Méphistophélès / Marguerite

Voice(s):

Bass-Baritone / Soprano

Act:

5.05a

Previous scene: Le jour va luire
Next scene: Anges purs anges radieux

Gounod – FAUST – Trio final: ‘Alerte, alerte, ou vous êtes perdus’ (Gedda, Christoff, Los Angeles)

Singer(s): Victoria de los Ángeles Boris Christoff Nicolai Gedda

FAUST
Opéra en 5 actes
Composer: Charles Gounod (1818–1893)
Libretto : Jules Barbier & Michael Carré, after Goethe’s Faust, part 1 (1808)
First performed : Théâtre Lyrique (boulevard du Temple), Paris, 19 March 1859

SETTING: Germany, 16th century

PLOT: The philosopher Faust sells his soul to Méphistophèles in exchange for youth. Faust seduces and then abandons Marguerite, who gives birth to an illegitimate child. He then murders her brother, the soldier Valentin, who curses Marguerite with his dying breath. Marguerite goes mad and kills her child; Faust and Méphistophèles go to the prison to rescue her, but she rejects them. She dies and her soul rises up to heaven.

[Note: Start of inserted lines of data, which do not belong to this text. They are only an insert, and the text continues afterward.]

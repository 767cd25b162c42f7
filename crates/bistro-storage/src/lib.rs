//! Bistro Storage Library
//!
//! This crate talks to the object store: it turns a service-account key into
//! short-lived bearer tokens ([`auth`]), names new objects ([`keys`]) and
//! performs the authenticated media upload ([`gcs`]).
//!
//! # Object key format
//!
//! `{prefix}/{unix_millis}_{random_suffix}.{extension}`, e.g.
//! `restaurants/1718000000000_k3f9zq.jpg`. Key generation lives in [`keys`]
//! so every caller produces the same layout.

pub mod auth;
pub mod clock;
pub mod gcs;
pub mod keys;
pub mod traits;

// Re-export commonly used types
pub use auth::{AuthError, CachedToken, CredentialSigner, TokenCache, TokenSource};
pub use clock::{Clock, ManualClock, SystemClock};
pub use gcs::GcsStorage;
pub use keys::KeyGenerator;
pub use traits::{Storage, StorageResult, StoredObject, UploadError};
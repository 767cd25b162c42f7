//! Wall-clock source for token expiry and key timestamps.

use std::sync::atomic::{AtomicU64, Ordering};

pub trait Clock: Send + Sync {
    /// Milliseconds since the Unix epoch.
    fn now_epoch_millis(&self) -> u64;

    /// Whole seconds since the Unix epoch.
    fn now_epoch_secs(&self) -> u64 {
        self.now_epoch_millis() / 1000
    }
}

/// Reads the system clock.
#[derive(Debug, Default, Clone, Copy)]
pub struct SystemClock;

impl Clock for SystemClock {
    fn now_epoch_millis(&self) -> u64 {
        // Clamp pre-epoch system times to zero.
        chrono::Utc::now().timestamp_millis().max(0) as u64
    }
}

/// Manually advanced clock for tests.
#[derive(Debug, Default)]
pub struct ManualClock {
    millis: AtomicU64,
}

impl ManualClock {
    pub fn at_secs(secs: u64) -> Self {
        Self {
            millis: AtomicU64::new(secs * 1000),
        }
    }

    pub fn set_secs(&self, secs: u64) {
        self.millis.store(secs * 1000, Ordering::SeqCst);
    }

    pub fn advance_secs(&self, secs: u64) {
        self.millis.fetch_add(secs * 1000, Ordering::SeqCst);
    }

    pub fn advance_millis(&self, millis: u64) {
        self.millis.fetch_add(millis, Ordering::SeqCst);
    }
}

impl Clock for ManualClock {
    fn now_epoch_millis(&self) -> u64 {
        self.millis.load(Ordering::SeqCst)
    }
}
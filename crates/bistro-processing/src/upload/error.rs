use bistro_storage::{AuthError, UploadError};
use thiserror::Error;

use crate::preprocess::PreprocessError;
use crate::validator::ValidationError;

/// Failure of a single publish attempt, tagged by the stage that failed.
#[derive(Debug, Error)]
pub enum PublishError {
    #[error("Validation failed: {0}")]
    Validation(#[from] ValidationError),

    #[error("Authentication failed: {0}")]
    Auth(#[from] AuthError),

    #[error("Preprocessing failed: {0}")]
    Preprocess(#[from] PreprocessError),

    #[error("Upload failed: {0}")]
    Upload(#[from] UploadError),
}

impl PublishError {
    /// Response body returned by the remote service, when there was one.
    pub fn upstream_body(&self) -> Option<&str> {
        match self {
            PublishError::Auth(AuthError::Exchange { body, .. }) => Some(body),
            PublishError::Upload(UploadError::Rejected { body, .. }) => Some(body),
            _ => None,
        }
    }
}
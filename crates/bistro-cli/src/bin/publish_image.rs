use std::path::PathBuf;

use anyhow::{Context, Result};
use bistro_cli::{init_tracing, read_upload_request};
use bistro_core::{PreprocessPolicy, UploadConfig};
use bistro_processing::UploadOrchestrator;
use clap::Parser;

#[derive(Parser, Debug)]
#[command(name = "publish_image")]
#[command(about = "Upload restaurant images and print their public URLs")]
struct Args {
    /// Image files, uploaded in order (e.g. main image then additional images)
    #[arg(required = true, value_name = "FILE")]
    files: Vec<PathBuf>,

    /// Preprocess policy: compress or passthrough (default: from UPLOAD_POLICY)
    #[arg(long, value_name = "POLICY")]
    policy: Option<PreprocessPolicy>,

    /// Object key prefix (default: from UPLOAD_KEY_PREFIX)
    #[arg(long, value_name = "PREFIX")]
    prefix: Option<String>,

    /// Print results as JSON instead of one URL per line
    #[arg(long)]
    json: bool,
}

#[tokio::main]
async fn main() -> Result<()> {
    init_tracing();

    let args = Args::parse();

    let mut config = UploadConfig::from_env().context(
        "Failed to load upload configuration. Set GCS_BUCKET, GCS_CLIENT_EMAIL and GCS_PRIVATE_KEY",
    )?;
    if let Some(policy) = args.policy {
        config.select_policy(policy);
    }
    if let Some(prefix) = args.prefix {
        config.key_prefix = prefix.trim_matches('/').to_string();
    }

    let orchestrator =
        UploadOrchestrator::from_config(&config).context("Invalid key generator settings")?;

    // Sequential, so later files reuse the first token.
    let mut results = Vec::with_capacity(args.files.len());
    for path in &args.files {
        let request = read_upload_request(path)
            .with_context(|| format!("Failed to read {}", path.display()))?;
        let result = orchestrator
            .upload(request)
            .await
            .with_context(|| format!("Failed to publish {}", path.display()))?;

        if !args.json {
            println!("{}", result.public_url);
        }
        results.push(result);
    }

    tracing::info!(count = results.len(), bucket = %config.bucket(), "Publishing finished");

    if args.json {
        println!("{}", serde_json::to_string_pretty(&results)?);
    }

    Ok(())
}
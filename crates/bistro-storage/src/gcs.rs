use crate::traits::{Storage, StorageResult, StoredObject, UploadError};
use async_trait::async_trait;
use bistro_core::UploadConfig;

/// Cloud Storage media-upload client
#[derive(Clone)]
pub struct GcsStorage {
    client: reqwest::Client,
    bucket: String,
    endpoint: String,
    public_base_url: String,
}

impl GcsStorage {
    /// Create a new GcsStorage instance
    ///
    /// # Arguments
    /// * `bucket` - Bucket identifier
    /// * `endpoint` - JSON API base, e.g. "https://storage.googleapis.com"
    /// * `public_base_url` - Base for public object URLs
    pub fn new(
        bucket: impl Into<String>,
        endpoint: impl Into<String>,
        public_base_url: impl Into<String>,
    ) -> Self {
        Self {
            client: reqwest::Client::new(),
            bucket: bucket.into(),
            endpoint: endpoint.into().trim_end_matches('/').to_string(),
            public_base_url: public_base_url.into().trim_end_matches('/').to_string(),
        }
    }

    pub fn from_config(config: &UploadConfig) -> Self {
        Self::new(
            config.bucket(),
            config.storage_endpoint(),
            config.public_base_url(),
        )
    }

    pub fn with_client(mut self, client: reqwest::Client) -> Self {
        self.client = client;
        self
    }

    /// Simple media upload URL for `object_key`.
    fn upload_url(&self, object_key: &str) -> String {
        format!(
            "{}/upload/storage/v1/b/{}/o?uploadType=media&name={}",
            self.endpoint,
            self.bucket,
            urlencoding::encode(object_key)
        )
    }
}

#[async_trait]
impl Storage for GcsStorage {
    async fn upload_with_key(
        &self,
        bearer_token: &str,
        object_key: &str,
        data: Vec<u8>,
        content_type: &str,
    ) -> StorageResult<StoredObject> {
        let size = data.len() as u64;
        let start = std::time::Instant::now();

        let response = self
            .client
            .post(self.upload_url(object_key))
            .bearer_auth(bearer_token)
            .header(reqwest::header::CONTENT_TYPE, content_type)
            .body(data)
            .send()
            .await
            .map_err(|e| {
                tracing::error!(
                    error = %e,
                    bucket = %self.bucket,
                    key = %object_key,
                    size_bytes = size,
                    duration_ms = start.elapsed().as_secs_f64() * 1000.0,
                    "GCS upload request failed"
                );
                UploadError::Transport(e.to_string())
            })?;

        let status = response.status();
        let body = response
            .text()
            .await
            .map_err(|e| UploadError::Transport(e.to_string()))?;

        if !status.is_success() {
            tracing::error!(
                status = status.as_u16(),
                bucket = %self.bucket,
                key = %object_key,
                size_bytes = size,
                duration_ms = start.elapsed().as_secs_f64() * 1000.0,
                "GCS upload rejected"
            );
            return Err(UploadError::Rejected {
                status: status.as_u16(),
                body,
            });
        }

        let object: StoredObject = serde_json::from_str(&body)
            .map_err(|e| UploadError::InvalidResponse(format!("{}: {}", e, body)))?;

        tracing::info!(
            bucket = %self.bucket,
            key = %object.name,
            size_bytes = size,
            duration_ms = start.elapsed().as_secs_f64() * 1000.0,
            "GCS upload successful"
        );

        Ok(object)
    }

    fn public_url(&self, object_name: &str) -> String {
        format!("{}/{}/{}", self.public_base_url, self.bucket, object_name)
    }

    fn bucket(&self) -> &str {
        &self.bucket
    }
}

#[cfg(test)]
mod tests {
    use super::*;
    use mockito::Matcher;

    const BUCKET: &str = "restaurant-images";
    const KEY: &str = "restaurants/1718000000000_k3f9zq.jpg";
    const UPLOAD_PATH: &str = "/upload/storage/v1/b/restaurant-images/o";

    #[test]
    fn test_upload_url_encodes_object_name() {
        let storage = GcsStorage::new(
            BUCKET,
            "https://storage.googleapis.com/",
            "https://storage.googleapis.com",
        );
        assert_eq!(
            storage.upload_url(KEY),
            concat!(
                "https://storage.googleapis.com/upload/storage/v1/b/restaurant-images/o",
                "?uploadType=media&name=restaurants%2F1718000000000_k3f9zq.jpg"
            )
        );
    }

    #[test]
    fn test_public_url() {
        let storage = GcsStorage::new(
            BUCKET,
            "https://storage.googleapis.com",
            "https://storage.googleapis.com/",
        );
        assert_eq!(
            storage.public_url(KEY),
            "https://storage.googleapis.com/restaurant-images/restaurants/1718000000000_k3f9zq.jpg"
        );
        assert_eq!(storage.bucket(), BUCKET);
    }

    #[tokio::test]
    async fn test_upload_sends_bytes_with_headers() {
        let mut server = mockito::Server::new_async().await;
        let mock = server
            .mock("POST", UPLOAD_PATH)
            .match_query(Matcher::AllOf(vec![
                Matcher::UrlEncoded("uploadType".into(), "media".into()),
                Matcher::UrlEncoded("name".into(), KEY.into()),
            ]))
            .match_header("authorization", "Bearer ya29.token")
            .match_header("content-type", "image/jpeg")
            .match_body("jpeg-bytes")
            .with_status(200)
            .with_header("content-type", "application/json")
            .with_body(format!(
                concat!(
                    r#"{{"kind":"storage#object","name":"{}","bucket":"{}","#,
                    r#""contentType":"image/jpeg","size":"10"}}"#
                ),
                KEY, BUCKET
            ))
            .create_async()
            .await;

        let storage = GcsStorage::new(BUCKET, server.url(), "https://storage.googleapis.com");
        let object = storage
            .upload_with_key("ya29.token", KEY, b"jpeg-bytes".to_vec(), "image/jpeg")
            .await
            .unwrap();

        assert_eq!(object.name, KEY);
        assert_eq!(object.bucket.as_deref(), Some(BUCKET));
        assert_eq!(object.content_type.as_deref(), Some("image/jpeg"));
        assert_eq!(object.size.as_deref(), Some("10"));
        mock.assert_async().await;
    }

    #[tokio::test]
    async fn test_rejected_upload_keeps_status_and_body() {
        let mut server = mockito::Server::new_async().await;
        server
            .mock("POST", UPLOAD_PATH)
            .match_query(Matcher::Any)
            .with_status(403)
            .with_body("insufficient permission")
            .create_async()
            .await;

        let storage = GcsStorage::new(BUCKET, server.url(), "https://storage.googleapis.com");
        let err = storage
            .upload_with_key("ya29.token", KEY, vec![1, 2, 3], "image/png")
            .await
            .unwrap_err();

        match &err {
            UploadError::Rejected { status, body } => {
                assert_eq!(*status, 403);
                assert_eq!(body, "insufficient permission");
            }
            other => panic!("expected Rejected, got {other:?}"),
        }
        assert!(err.to_string().contains("insufficient permission"));
    }

    #[tokio::test]
    async fn test_success_without_name_is_invalid_response() {
        let mut server = mockito::Server::new_async().await;
        server
            .mock("POST", UPLOAD_PATH)
            .match_query(Matcher::Any)
            .with_status(200)
            .with_body(r#"{"kind":"storage#object"}"#)
            .create_async()
            .await;

        let storage = GcsStorage::new(BUCKET, server.url(), "https://storage.googleapis.com");
        let err = storage
            .upload_with_key("ya29.token", KEY, vec![1], "image/png")
            .await
            .unwrap_err();

        assert!(matches!(err, UploadError::InvalidResponse(_)), "got {err:?}");
    }
}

‘Faust’ was one of the most successful operas of the nineteenth century. Like Berlioz ('La damnation de Faust', 1846: cyoutube.com/watch?v=0-x-9WzLS7Q&list=PLoB7Fd8EvhHagG5GFHsyUz60HRHvdsPla) before him, Gounod read Faust as a young man, as a 20-year-old Prix de Rome student, and dreamt of composing music for it. (Goethe himself had wanted Mozart or Meyerbeer to set it to music.)

It was surprisingly unsuccessful when it was first performed; it was found too learned and not tuneful enough. The problem was that Gounod’s music was in a different style from French grand opéra to which audiences were used; it was an early opéra lyrique. Berlioz, however, admired the work, going so far as to use the word ‘masterpiece’. Reyer considered it ‘among the most beautiful works of the time; a work in which inspiration and beauties of the first order erase very light imperfections’.

The audience did not embrace ‘Faust’ until the revised version of 1862. From that time, Gounod was seen as France’s leading opera composer. Its 500th Parisian performance took place in 1887, its 1,500th in 1912 and its 2,000th in 1934.

Trio final: ‘Alerte, alerte, ou vous êtes perdus’
Marguerite has been sentenced to death for murdering her baby. Faust has come to rescue her, but she is terror stricken when Méphistophèles appears, and commends her soul to Heaven. As Faust and Méphistophèles leave (or descend into hell), a chorus of angels proclaims that Marguerite has been saved.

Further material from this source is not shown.